Mosaïque/07

La bibliothèque libre.
Deom Frères, Éditeurs (p. 54-55).


DANGER DES COMMÉRAGES




M orale : Il ne faut pas trop ajouter foi aux commérages, et une femme, qui caresse son mari, ne doit pas en laisser des traces accusatrices.

Voici une preuve à l’appui de la susdite morale.

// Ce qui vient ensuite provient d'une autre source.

//! Request classes for root operation fields.

use super::{doc, Context, FieldView};
use crate::defaults;
use crate::java::{string_literal, JavaWriter};
use crate::output::{FileKind, GeneratedFile};
use dgsgen_core::Result;
use dgsgen_naming::{shouty_snake, upper_camel, Scope};
use dgsgen_schema::TypeRef;
use dgsgen_syntax::OperationType;
use rustc_hash::FxHashSet;

const GRAPHQL_QUERY: &str = "com.netflix.graphql.dgs.client.codegen.GraphQLQuery";
const VARIABLE_DEFINITION: &str = "graphql.language.VariableDefinition";
const VARIABLE_REFERENCE: &str = "graphql.language.VariableReference";

/// Builder members that arguments may not shadow.
const BUILDER_MEMBERS: [&str; 4] = ["fieldsSet", "variableReferences", "variableDefinitions", "queryName"];

/// Emits one request class per selected query, mutation and subscription field.
pub fn emit(ctx: &Context<'_>) -> Result<Vec<GeneratedFile>> {
    let mut files = Vec::new();
    let mut taken = FxHashSet::default();
    let mut classes = Scope::new();
    for operation in [OperationType::Query, OperationType::Mutation, OperationType::Subscription] {
        for field in ctx.operation_fields(operation) {
            let class = class_name(&field.node.name, operation, &mut taken);
            let root = &ctx.graph().get(field.owner).name;
            classes.define(&class, &format!("{root}.{}", field.node.name))?;
            files.push(request_class(ctx, operation, &field, &class)?);
        }
    }
    Ok(files)
}

/// `<Field>GraphQLQuery`, or the operation-specific suffix once that name is taken.
fn class_name(field: &str, operation: OperationType, taken: &mut FxHashSet<String>) -> String {
    let base = upper_camel(field);
    let query = format!("{base}GraphQLQuery");
    if operation != OperationType::Query && taken.contains(&query) {
        return match operation {
            OperationType::Mutation => format!("{base}GraphQLMutation"),
            _ => format!("{base}GraphQLSubscription"),
        };
    }
    taken.insert(query.clone());
    query
}

struct Argument {
    wire: String,
    ident: String,
    ty: String,
    variable_type: String,
    default: Option<String>,
}

fn request_class(
    ctx: &Context<'_>,
    operation: OperationType,
    field: &FieldView<'_>,
    class: &str,
) -> Result<GeneratedFile> {
    let mut w = JavaWriter::new(ctx.client_package.clone(), class);
    let base = w.class(GRAPHQL_QUERY);
    let definition = w.class(VARIABLE_DEFINITION);
    let reference = w.class(VARIABLE_REFERENCE);
    let set = w.class("java.util.Set");
    let map = w.class("java.util.Map");
    let list = w.class("java.util.List");

    let mut scope = Scope::new();
    for member in BUILDER_MEMBERS {
        scope.define(member, &format!("{class}.Builder"))?;
    }
    let mut arguments = Vec::with_capacity(field.node.arguments.len());
    for (index, argument) in field.node.arguments.iter().enumerate() {
        let ident = ctx
            .names
            .argument(field.owner, field.index, index)
            .unwrap_or(argument.name.as_str())
            .to_string();
        scope.define(
            &ident,
            &format!("{}.{}({})", ctx.graph().get(field.owner).name, field.node.name, argument.name),
        )?;
        let java = ctx.java_type(&argument.ty, false).boxed();
        let default = argument
            .default_value
            .as_ref()
            .map(|value| defaults::translate(ctx, value, &argument.ty, w.imports()));
        let variable_type = variable_type(ctx, &mut w, &argument.ty);
        arguments.push(Argument {
            wire: argument.name.clone(),
            ident,
            ty: w.ty(&java),
            variable_type,
            default,
        });
    }

    doc(&mut w, field.node.description.as_deref(), field.node.deprecation.as_deref());
    ctx.generated_annotation(&mut w);
    w.open(&format!("public class {class} extends {base}"));

    for argument in &arguments {
        if let Some(default) = &argument.default {
            w.line(&format!(
                "public static final {} DEFAULT_{} = {default};",
                argument.ty,
                shouty_snake(&argument.wire)
            ));
            w.blank();
        }
    }

    let mut params: Vec<_> = arguments
        .iter()
        .map(|a| format!("{} {}", a.ty, a.ident))
        .collect();
    params.push("String queryName".to_string());
    params.push(format!("{set}<String> fieldsSet"));
    params.push(format!("{map}<String, String> variableReferences"));
    params.push(format!("{list}<{definition}> variableDefinitions"));
    w.open(&format!("public {class}({})", params.join(", ")));
    w.line(&format!("super({}, queryName);", string_literal(operation.as_str())));
    for argument in &arguments {
        let wire = string_literal(&argument.wire);
        w.open(&format!("if (variableReferences.containsKey({wire}))"));
        w.line(&format!(
            "getInput().put({wire}, new {reference}(variableReferences.get({wire})));"
        ));
        w.next_block(&format!(
            "}} else if ({} != null || fieldsSet.contains({wire})) {{",
            argument.ident
        ));
        w.line(&format!("getInput().put({wire}, {});", argument.ident));
        w.close();
    }
    w.open("if (variableDefinitions != null)");
    w.line("getVariableDefinitions().addAll(variableDefinitions);");
    w.close();
    w.close();
    w.blank();

    w.open(&format!("public {class}()"));
    w.line(&format!("super({});", string_literal(operation.as_str())));
    w.close();
    w.blank();

    w.line("@Override");
    w.open("public String getOperationName()");
    w.line(&format!("return {};", string_literal(&field.node.name)));
    w.close();
    w.blank();

    w.open("public static Builder newRequest()");
    w.line("return new Builder();");
    w.close();
    w.blank();

    builder(&mut w, class, &arguments, &[set.as_str(), map.as_str(), list.as_str(), definition.as_str()]);

    w.close();
    Ok(ctx.file(FileKind::Query, &ctx.client_package, class, w))
}

fn builder(w: &mut JavaWriter, class: &str, arguments: &[Argument], types: &[&str; 4]) {
    let [set, map, list, definition] = *types;
    let hash_set = w.class("java.util.HashSet");
    let hash_map = w.class("java.util.HashMap");
    let array_list = w.class("java.util.ArrayList");

    w.open("public static class Builder");
    w.line(&format!("private final {set}<String> fieldsSet = new {hash_set}<>();"));
    w.blank();
    w.line(&format!(
        "private final {map}<String, String> variableReferences = new {hash_map}<>();"
    ));
    w.blank();
    w.line(&format!(
        "private final {list}<{definition}> variableDefinitions = new {array_list}<>();"
    ));
    w.blank();
    for argument in arguments {
        w.line(&format!("private {} {};", argument.ty, argument.ident));
        w.blank();
    }
    w.line("private String queryName;");
    w.blank();

    w.open(&format!("public {class} build()"));
    w.line(&format!(
        "return new {class}({});",
        arguments
            .iter()
            .map(|a| a.ident.as_str())
            .chain(["queryName", "fieldsSet", "variableReferences", "variableDefinitions"])
            .collect::<Vec<_>>()
            .join(", ")
    ));
    w.close();
    w.blank();

    for argument in arguments {
        let ident = &argument.ident;
        let wire = string_literal(&argument.wire);
        w.open(&format!("public Builder {ident}({} {ident})", argument.ty));
        w.line(&format!("this.{ident} = {ident};"));
        w.line(&format!("this.fieldsSet.add({wire});"));
        w.line("return this;");
        w.close();
        w.blank();

        w.open(&format!("public Builder {ident}Reference(String variableRef)"));
        w.line(&format!("this.variableReferences.put({wire}, variableRef);"));
        w.line(&format!(
            "this.variableDefinitions.add(new {definition}(variableRef, {}));",
            argument.variable_type
        ));
        w.line(&format!("this.fieldsSet.add({wire});"));
        w.line("return this;");
        w.close();
        w.blank();
    }

    w.open("public Builder queryName(String queryName)");
    w.line("this.queryName = queryName;");
    w.line("return this;");
    w.close();
    w.close();
}

/// The `graphql.language` type expression of a variable definition.
fn variable_type(ctx: &Context<'_>, w: &mut JavaWriter, ty: &TypeRef) -> String {
    let (inner, nullable) = match ty {
        TypeRef::Named { base, nullable } => {
            let type_name = w.class("graphql.language.TypeName");
            let name = string_literal(&ctx.graph().get(*base).name);
            (format!("new {type_name}({name})"), *nullable)
        }
        TypeRef::List { item, nullable } => {
            let list_type = w.class("graphql.language.ListType");
            let item = variable_type(ctx, w, item);
            (format!("new {list_type}({item})"), *nullable)
        }
    };
    if nullable {
        inner
    } else {
        let non_null = w.class("graphql.language.NonNullType");
        format!("new {non_null}({inner})")
    }
}

#[cfg(test)]
mod tests {
    use super::*;
    use crate::config::CodeGenConfig;
    use crate::emit::test_support::{names, schema};
    use dgsgen_core::CodegenError;

    fn emit_sdl(sdl: &str) -> Result<Vec<GeneratedFile>> {
        let schema = schema(sdl);
        let names = names(&schema);
        let config = CodeGenConfig::new("com.example");
        let ctx = Context::new(&schema, &names, &config);
        emit(&ctx)
    }

    #[test]
    fn test_class_names_per_operation() {
        let files = emit_sdl(
            "type Query { people: [Person] shows: [String] }\n\
             type Mutation { people: Person addShow: String }\n\
             type Subscription { people: Person }\n\
             type Person { name: String }",
        )
        .unwrap();
        let names: Vec<_> = files.iter().map(|f| f.class_name.as_str()).collect();
        assert_eq!(
            names,
            [
                "PeopleGraphQLQuery",
                "ShowsGraphQLQuery",
                "PeopleGraphQLMutation",
                "AddShowGraphQLQuery",
                "PeopleGraphQLSubscription",
            ]
        );
        assert!(files[2].source.contains("super(\"mutation\", queryName);"));
        assert!(files[2].source.contains("return \"people\";"));
    }

    #[test]
    fn test_arguments_and_references() {
        let files = emit_sdl(
            "type Query { shows(titleFilter: String, ids: [ID!]!, first: Int! = 10): [String] }",
        )
        .unwrap();
        let source = &files[0].source;
        assert!(source.starts_with("package com.example.client;\n"));
        assert!(source.contains("public class ShowsGraphQLQuery extends GraphQLQuery {"));
        assert!(source.contains("public static final Integer DEFAULT_FIRST = 10;"));
        assert!(source.contains(
            "    if (variableReferences.containsKey(\"titleFilter\")) {\n      \
             getInput().put(\"titleFilter\", new VariableReference(variableReferences.get(\"titleFilter\")));\n    \
             } else if (titleFilter != null || fieldsSet.contains(\"titleFilter\")) {\n      \
             getInput().put(\"titleFilter\", titleFilter);\n    \
             }\n"
        ));
        assert!(source.contains(
            "this.variableDefinitions.add(new VariableDefinition(variableRef, \
             new NonNullType(new ListType(new NonNullType(new TypeName(\"ID\"))))));"
        ));
        assert!(source.contains("public Builder first(Integer first) {"));
        assert!(source.contains("public Builder titleFilterReference(String variableRef) {"));
        assert!(source.contains(
            "return new ShowsGraphQLQuery(titleFilter, ids, first, queryName, fieldsSet, \
             variableReferences, variableDefinitions);"
        ));
        assert!(source.contains("import graphql.language.NonNullType;"));
    }

    #[test]
    fn test_reserved_argument_names() {
        let files = emit_sdl("type Query { search(class: String): [String] }").unwrap();
        let source = &files[0].source;
        assert!(source.contains("public Builder _class(String _class) {"));
        assert!(source.contains("getInput().put(\"class\", _class);"));
    }

    #[test]
    fn test_argument_shadowing_builder_member() {
        match emit_sdl("type Query { search(queryName: String): [String] }") {
            Err(CodegenError::NameCollision { identifier, .. }) => {
                assert_eq!(identifier, "queryName");
            }
            other => panic!("expected a collision, got {other:?}"),
        }
    }
}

Dans un moment d’épanchement, très légitime, du reste, ma petite femme, à qui je n’en veux pas du tout, empoigna mon long appendice nasal de ses mains de nâcre, et serra si fort, si fort, que je dus demander grâce.

Elle lâcha prise.

Mais dans quel état me trouvais-je, grand Dieu ! Tout le long de mon pauvre nez se reflétaient les sept nuances de l’arc-en-ciel. Le nez de Cyrano ! mais il eût pâli à côté du mien, après le cyclone de tendresse de ma chère moitié.

Je me consolai facilement, pensant que cette boîte d’aquarelle s’en irait en peu de temps.

Hélas, non !

Frotter, j’avais beau frotter, les sanguinolentes marques ne disparaissaient pas plus que les fameuses taches des mains de Lady Macbeth.

J’étais au désespoir.

Le soir, je me rendis, en compagnie de ma femme, à un « euchre party, » agité des plus noirs pressentiments.

Ne voilà-t-il pas qu’une écervelée, qui avait depuis longtemps oublié ce qu’est le printemps des roses, laissa entendre à son entourage, que tout n’était pas bleu ciel dans le ménage, et pour preuve, mon nez qui aurait été griffé dans un spasme suprême de rage et de désespoir.

La nouvelle plût et fit sensation. Au bout de vingt minutes, j’étais le point de mire. Une heure plus tard, on me riait presque au nez, et le lendemain, j’étais cité comme un triste exemple dans les honnêtes intérieurs.

Pour remonter, sur son piédestal, ma réputation, que l’on avait si brutalement délogée, je dus suer sang et eau quinze jours durant, en fournissant les arguments les plus péremptoires de ma rhétorique classique.